Hi,
On 2024-04-11 15:24:28 -0400, Robert Haas wrote:
> On Wed, Apr 10, 2024 at 9:53 PM Tom Lane <tgl@sss.pgh.pa.us> wrote:
> > Maybe we should rip out the whole mechanism and hard-wire
> > spins_per_delay at 1000 or so.
>
> Or, rip out the whole, whole mechanism and just don't PANIC.
I continue believe that that'd be a quite bad idea.
My suspicion is that most of the false positives are caused by lots of signals
interrupting the pg_usleep()s. Because we measure the number of delays, not
the actual time since we've been waiting for the spinlock, signals
interrupting pg_usleep() trigger can very significantly shorten the amount of
time until we consider a spinlock stuck. We should fix that.
> To believe that the PANIC is the right idea, we have to suppose that
> we have stuck-spinlock bugs that people actually hit, but that those
> people don't hit them often enough to care, as long as the system
> resets when the spinlock gets stuck, instead of hanging. I can't
> completely rule out the existence of either such bugs or such people,
> but I'm not aware of having encountered them.
I don't think that's a fair description of the situation.
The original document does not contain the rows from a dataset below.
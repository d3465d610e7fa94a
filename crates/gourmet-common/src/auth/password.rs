//! Password hashing, verification and the registration password policy
//!
//! Uses Argon2id for secure password hashing (OWASP recommended).

use argon2::{
    password_hash::{rand_core::OsRng, PasswordHash, PasswordHasher, PasswordVerifier, SaltString},
    Argon2,
};
use gourmet_core::DomainError;
use rand::{distributions::Alphanumeric, Rng};

use crate::error::AppError;

/// Prefix marking a stored hash that no password can match
const UNUSABLE_PASSWORD_PREFIX: char = '!';
const UNUSABLE_PASSWORD_SUFFIX_LENGTH: usize = 40;

/// Minimum accepted password length, in characters
pub const MIN_PASSWORD_LENGTH: usize = 8;

/// Passwords rejected outright regardless of length
const COMMON_PASSWORDS: &[&str] = &[
    "123456789", "12345678", "password", "password1", "password123", "qwertyuiop", "qwerty123",
    "iloveyou", "sunshine", "princess", "football", "baseball", "welcome1", "welcome123",
    "admin123", "administrator", "letmein1", "trustno1", "1q2w3e4r", "1qaz2wsx", "zaq12wsx",
    "passw0rd", "p@ssw0rd", "abc12345", "abcd1234", "asdfghjkl", "monkey123", "dragon123",
    "superman", "starwars", "whatever", "computer", "internet", "michael1", "charlie1",
    "shadow123", "master123", "jennifer", "11111111", "00000000", "88888888", "changeme",
    "qwertyui", "asdf1234", "zxcvbnm1", "gourmet123",
];

/// Hash a password using Argon2id
///
/// # Errors
/// Returns an error if hashing fails
pub fn hash_password(password: &str) -> Result<String, AppError> {
    let salt = SaltString::generate(&mut OsRng);
    let argon2 = Argon2::default();

    argon2
        .hash_password(password.as_bytes(), &salt)
        .map(|hash| hash.to_string())
        .map_err(|e| AppError::Internal(anyhow::anyhow!("Password hashing failed: {e}")))
}

/// Verify a password against a hash
///
/// Unusable hashes never match.
///
/// # Errors
/// Returns an error if the stored hash is malformed
pub fn verify_password(password: &str, hash: &str) -> Result<bool, AppError> {
    if !is_usable_password(hash) {
        return Ok(false);
    }

    let parsed_hash = PasswordHash::new(hash)
        .map_err(|e| AppError::Internal(anyhow::anyhow!("Invalid password hash format: {e}")))?;

    Ok(Argon2::default()
        .verify_password(password.as_bytes(), &parsed_hash)
        .is_ok())
}

/// Produce a stored value that can never be matched by any password
///
/// Used for accounts created without a password.
pub fn make_unusable_password() -> String {
    let suffix: String = rand::thread_rng()
        .sample_iter(&Alphanumeric)
        .take(UNUSABLE_PASSWORD_SUFFIX_LENGTH)
        .map(char::from)
        .collect();
    format!("{UNUSABLE_PASSWORD_PREFIX}{suffix}")
}

#[must_use]
pub fn is_usable_password(hash: &str) -> bool {
    !hash.is_empty() && !hash.starts_with(UNUSABLE_PASSWORD_PREFIX)
}

/// Password service for dependency injection
#[derive(Debug, Clone, Default)]
pub struct PasswordService;

impl PasswordService {
    #[must_use]
    pub fn new() -> Self {
        Self
    }

    /// Hash a password, or produce an unusable hash when none is given
    ///
    /// # Errors
    /// Returns an error if hashing fails
    pub fn hash_optional(&self, password: Option<&str>) -> Result<String, AppError> {
        match password {
            Some(password) => hash_password(password),
            None => Ok(make_unusable_password()),
        }
    }
}

/// Validate a new password against the registration policy
///
/// The password must:
/// - be at least 8 characters long
/// - not be entirely numeric
/// - not be a commonly used password
/// - not be too similar to the email address
///
/// Every failing rule is reported in the error message.
///
/// # Errors
/// Returns `DomainError::WeakPassword` listing the failed rules
pub fn validate_password(password: &str, email: &str) -> Result<(), AppError> {
    let mut problems = Vec::new();

    if password.chars().count() < MIN_PASSWORD_LENGTH {
        problems.push(format!(
            "This password is too short. It must contain at least {MIN_PASSWORD_LENGTH} characters."
        ));
    }

    if !password.is_empty() && password.chars().all(|c| c.is_ascii_digit()) {
        problems.push("This password is entirely numeric.".to_string());
    }

    let lowered = password.to_lowercase();
    if COMMON_PASSWORDS.contains(&lowered.as_str()) {
        problems.push("This password is too common.".to_string());
    }

    if is_similar_to_email(&lowered, email) {
        problems.push("The password is too similar to the email address.".to_string());
    }

    if problems.is_empty() {
        Ok(())
    } else {
        Err(AppError::Domain(DomainError::WeakPassword(problems.join(" "))))
    }
}

/// A password is too similar when it contains the email's local part, the whole
/// email, or is itself contained in the email
fn is_similar_to_email(lowered_password: &str, email: &str) -> bool {
    let email = email.trim().to_lowercase();
    if email.is_empty() || lowered_password.is_empty() {
        return false;
    }

    let local = email.split('@').next().unwrap_or_default();
    (local.chars().count() >= 3 && lowered_password.contains(local))
        || email.contains(lowered_password)
}
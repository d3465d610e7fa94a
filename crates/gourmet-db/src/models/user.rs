//! User database model

use chrono::{DateTime, Utc};
use sqlx::FromRow;

/// Database model for users table
#[derive(Debug, Clone, FromRow)]
pub struct UserModel {
    pub id: i64,
    pub email: String,
    pub password_hash: String,
    pub is_active: bool,
    pub is_staff: bool,
    pub is_superuser: bool,
    pub last_login: Option<DateTime<Utc>>,
    pub date_joined: DateTime<Utc>,
}
//! Data transfer objects for API requests and responses
//!
//! This module provides:
//! - Request DTOs with validation for API inputs
//! - Uploaded file parts and their type and size checks
//! - Response DTOs for serializing API outputs
//! - Mappers for converting domain entities to DTOs

pub mod mappers;
pub mod requests;
pub mod responses;
pub mod upload;

pub use mappers::{Presenter, DATE_FORMAT};
pub use requests::{
    CreateCategoryRequest, CreatePostRequest, CreateProfileRequest, CreateRestaurantRequest,
    RegisterRequest, TokenObtainRequest, TokenRefreshRequest, TokenVerifyRequest,
    UpdateCategoryRequest, UpdatePostRequest, UpdateProfileRequest, UpdateRestaurantRequest,
};
pub use responses::{
    CategoryResponse, HealthChecks, HealthResponse, PostResponse, ProfileResponse,
    ReadinessResponse, RegisterResponse, RestaurantResponse, TokenRefreshResponse,
    TokenVerifyResponse,
};
pub use upload::{MediaKind, UploadedFile};
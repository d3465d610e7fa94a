//! Value objects - immutable types that represent domain concepts

mod email;
mod score;
mod snowflake;

pub use email::normalize_email;
pub use score::Score;
pub use snowflake::{Snowflake, SnowflakeGenerator, SnowflakeParseError};
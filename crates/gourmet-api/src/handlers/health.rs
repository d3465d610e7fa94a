//! Health check handlers
//!
//! Endpoints for liveness and readiness probes.

use axum::{extract::State, http::StatusCode, Json};
use gourmet_service::dto::{HealthResponse, ReadinessResponse};

use crate::state::AppState;

/// Basic health check (liveness probe)
///
/// GET /health
pub async fn health_check() -> Json<HealthResponse> {
    Json(HealthResponse::healthy())
}

/// Readiness check with dependency health
///
/// GET /health/ready
pub async fn readiness_check(State(state): State<AppState>) -> (StatusCode, Json<ReadinessResponse>) {
    // Check database connectivity
    let db_healthy = state.pool().acquire().await.is_ok();

    // Check that the upload directory is writable
    let storage_healthy = state
        .service_context()
        .media_store()
        .health_check()
        .await
        .is_ok();

    let response = ReadinessResponse::ready(db_healthy, storage_healthy);
    let status = if response.is_ready() {
        StatusCode::OK
    } else {
        StatusCode::SERVICE_UNAVAILABLE
    };

    (status, Json(response))
}
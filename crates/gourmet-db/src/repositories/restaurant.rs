//! PostgreSQL implementation of RestaurantRepository

use async_trait::async_trait;
use sqlx::PgPool;
use tracing::instrument;

use gourmet_core::entities::Restaurant;
use gourmet_core::traits::{PageQuery, RepoResult, RestaurantRepository};
use gourmet_core::value_objects::Snowflake;

use crate::models::RestaurantModel;

use super::error::{map_db_error, restaurant_not_found};

/// PostgreSQL implementation of RestaurantRepository
#[derive(Clone)]
pub struct PgRestaurantRepository {
    pool: PgPool,
}

impl PgRestaurantRepository {
    pub fn new(pool: PgPool) -> Self {
        Self { pool }
    }
}

#[async_trait]
impl RestaurantRepository for PgRestaurantRepository {
    #[instrument(skip(self))]
    async fn find_by_id(&self, id: Snowflake) -> RepoResult<Option<Restaurant>> {
        let result = sqlx::query_as::<_, RestaurantModel>(
            r"
            SELECT id, name, location FROM restaurants WHERE id = $1
            ",
        )
        .bind(id.into_inner())
        .fetch_optional(&self.pool)
        .await
        .map_err(map_db_error)?;

        Ok(result.map(Restaurant::from))
    }

    #[instrument(skip(self))]
    async fn list(&self, page: PageQuery) -> RepoResult<Vec<Restaurant>> {
        let results = sqlx::query_as::<_, RestaurantModel>(
            r"
            SELECT id, name, location
            FROM restaurants
            WHERE ($1::BIGINT IS NULL OR id > $1)
            ORDER BY id ASC
            LIMIT $2
            ",
        )
        .bind(page.after.map(Snowflake::into_inner))
        .bind(page.limit)
        .fetch_all(&self.pool)
        .await
        .map_err(map_db_error)?;

        Ok(results.into_iter().map(Restaurant::from).collect())
    }

    #[instrument(skip(self))]
    async fn create(&self, restaurant: &Restaurant) -> RepoResult<()> {
        sqlx::query(
            r"
            INSERT INTO restaurants (id, name, location) VALUES ($1, $2, $3)
            ",
        )
        .bind(restaurant.id.into_inner())
        .bind(&restaurant.name)
        .bind(&restaurant.location)
        .execute(&self.pool)
        .await
        .map_err(map_db_error)?;

        Ok(())
    }

    #[instrument(skip(self))]
    async fn update(&self, restaurant: &Restaurant) -> RepoResult<()> {
        let result = sqlx::query(
            r"
            UPDATE restaurants SET name = $2, location = $3 WHERE id = $1
            ",
        )
        .bind(restaurant.id.into_inner())
        .bind(&restaurant.name)
        .bind(&restaurant.location)
        .execute(&self.pool)
        .await
        .map_err(map_db_error)?;

        if result.rows_affected() == 0 {
            return Err(restaurant_not_found(restaurant.id));
        }

        Ok(())
    }

    #[instrument(skip(self))]
    async fn delete(&self, id: Snowflake) -> RepoResult<()> {
        let result = sqlx::query(
            r"
            DELETE FROM restaurants WHERE id = $1
            ",
        )
        .bind(id.into_inner())
        .execute(&self.pool)
        .await
        .map_err(map_db_error)?;

        if result.rows_affected() == 0 {
            return Err(restaurant_not_found(id));
        }

        Ok(())
    }
}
It supposes that the
alternative to the PANIC is that the problem is detected and resolved some
other way. But, depending on the spinlock, the problem will not be detected by
automated checks for the system being up. IME you end up with a system that's
degraded in a complicated hard to understand way, rather than one that's just
down.
Greetings,
Andres Freund